On Tue, May 19, 2015 at 2:07 AM, santosh shilimkar
<[email protected]> wrote:
> On 5/17/2015 6:26 PM, Ming Lei wrote:
>>
>> Hi Santosh,
>>
>> Thanks for your report!
>>
>> On Sun, May 17, 2015 at 4:13 AM, santosh shilimkar
>> <[email protected]> wrote:
>>>
>>> Hi Ming Lei, Jens,
>>>
>>> While doing few tests with recent kernels with Xen Server,
>>> we saw guests(DOMU) disk image getting corrupted while booting it.
>>> Strangely the issue is seen so far only with disk image over ocfs2
>>> volume.
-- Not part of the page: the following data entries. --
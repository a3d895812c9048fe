//! Core types for padscript
//!
//! This crate provides the fundamental types shared by the interpreter,
//! the output backends and the command-line runner: [`Command`],
//! [`Script`], [`RunId`] and a handful of JSON value helpers.

mod command;
mod context;
mod script;
pub mod value;

pub use command::Command;
pub use context::RunId;
pub use script::{Script, ScriptParseError};

/// Re-export of the dynamic value type used for arguments and variables
pub use serde_json::{Map, Value};

/// Names of the commands that open and close blocks
pub mod blocks {
    /// Opens a conditional block
    pub const IF: &str = "if";
    /// Closes a conditional block
    pub const END_IF: &str = "end_if";
    /// Opens a loop block
    pub const WHILE: &str = "while";
    /// Closes a loop block
    pub const END_WHILE: &str = "end_while";
    /// Jump target
    pub const LABEL: &str = "label";
}
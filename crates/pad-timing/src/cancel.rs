//! Cooperative cancellation token

use std::sync::atomic::{AtomicBool, Ordering};
use std::sync::Arc;

/// A shared stop flag
///
/// Cloning yields a handle to the same flag. Setting it never interrupts
/// anything by force: running code observes it at its own checkpoints
/// (instruction boundaries and every chunk of a wait).
#[derive(Debug, Clone, Default)]
pub struct CancelToken {
    flag: Arc<AtomicBool>,
}

impl CancelToken {
    /// Create a token that is not cancelled
    pub fn new() -> Self {
        Self::default()
    }

    /// Request cancellation; visible to every clone
    pub fn cancel(&self) {
        self.flag.store(true, Ordering::Release);
    }

    /// Whether cancellation was requested
    pub fn is_cancelled(&self) -> bool {
        self.flag.load(Ordering::Acquire)
    }
}

#[cfg(test)]
mod tests {
    use super::*;

    #[test]
    fn test_cancel_is_shared_between_clones() {
        let token = CancelToken::new();
        let other = token.clone();
        assert!(!other.is_cancelled());

        token.cancel();
        assert!(other.is_cancelled());
    }

    #[test]
    fn test_cancel_across_threads() {
        let token = CancelToken::new();
        let remote = token.clone();
        std::thread::spawn(move || remote.cancel()).join().unwrap();
        assert!(token.is_cancelled());
    }
}
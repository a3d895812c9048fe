//! Configuration for padscript
//!
//! `padscript.yaml` is read through a tag-expanding YAML loader:
//!
//! - `!include path` - Include another YAML file
//! - `!env_var VAR [default]` - Environment variable substitution
//!
//! and deserialized into [`PadConfig`]. A missing file yields the defaults
//! (dry-run backend, `python3` for external scripts, `info` logging).
//!
//! # Example
//!
//! ```ignore
//! use pad_config::PadConfig;
//!
//! let config = PadConfig::load("padscript.yaml")?;
//! println!("backend: {}", config.backend.kind);
//! ```

mod config;
mod error;
mod loader;

pub use config::{
    BackendConfig, BackendKind, ExternalConfig, LoggingConfig, PadConfig, DEFAULT_CONFIG_FILE,
    DEFAULT_PABOTBASE_BAUD, DEFAULT_SERIAL_BAUD, DEFAULT_THREEDS_PORT,
};
pub use error::{ConfigError, ConfigResult, Section};
pub use loader::{load_yaml, YamlLoader};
If the same image kept on the EXT3/4 drive, no corruption
>>> is observed. The issue is easily reproducible. You see the flurry
>>> of errors while guest is mounting the file systems.
>>>
>>> After doing some debug and bisects, we zeroed down the issue with
>>> commit "b5dd2f6 block: loop: improve performance via blk-mq". With
>>> that commit reverted the corruption goes away.
>>>
>>> Some more details on the test setup:
>>> 1. OVM(XEN) Server kernel(DOM0) upgraded to more recent kernel
>>> which includes commit b5dd2f6. Boot the Server.
>>> 2. On DOM0 file system create a ocfs2 volume
>>> 3. Keep the Guest(VM) disk image on ocfs2 volume.
>>> 4. Boot guest image. (xm create vm.cfg)
>>
>>
>> I am not familiar with xen, so is the image accessed via
>> loop block inside of guest VM? Is he loop block created
>> in DOM0 or guest VM?
>>
> Guest. The Guest disk image is represented as a file by loop
> device.
>
>>> 5. Observe the VM boot console log. VM itself use the EXT3 fs.
>>> You will see errors like below and after this boot, that file
>>> system/disk-image gets corrupted and mostly won't boot next time.
>>
>>
>> OK, that means the image is corrupted by VM booting.
>>
> Right
>
> [...]
>
>>>
>>> From the debug of the actual data on the disk vs what is read by
>>> the guest VM, we suspect the *reads* are actually not going all
>>> the way to disk and possibly returning the wrong data. Because
>>> the actual data on ocfs2 volume at those locations seems
>>> to be non-zero where as the guest seems to be read it as zero.
>>
>>
>> Two big changes in the patchset are: 1) use blk-mq request based IO;
>> 2) submit I/O concurrently(write vs. write is still serialized)
>>
>> Could you apply the patch in below link to see if it can fix the issue?
>> BTW, this patch only removes concurrent submission.
>>
>> http://marc.info/?t=143093223200004&r=1&w=2
>>
> What kernel is this patch generated against ? It doesn't apply against
> v4.0. Does this need the AIO/DIO conversion patches as well. Do you
> have the dependent patch-set I can't apply it against v4.0.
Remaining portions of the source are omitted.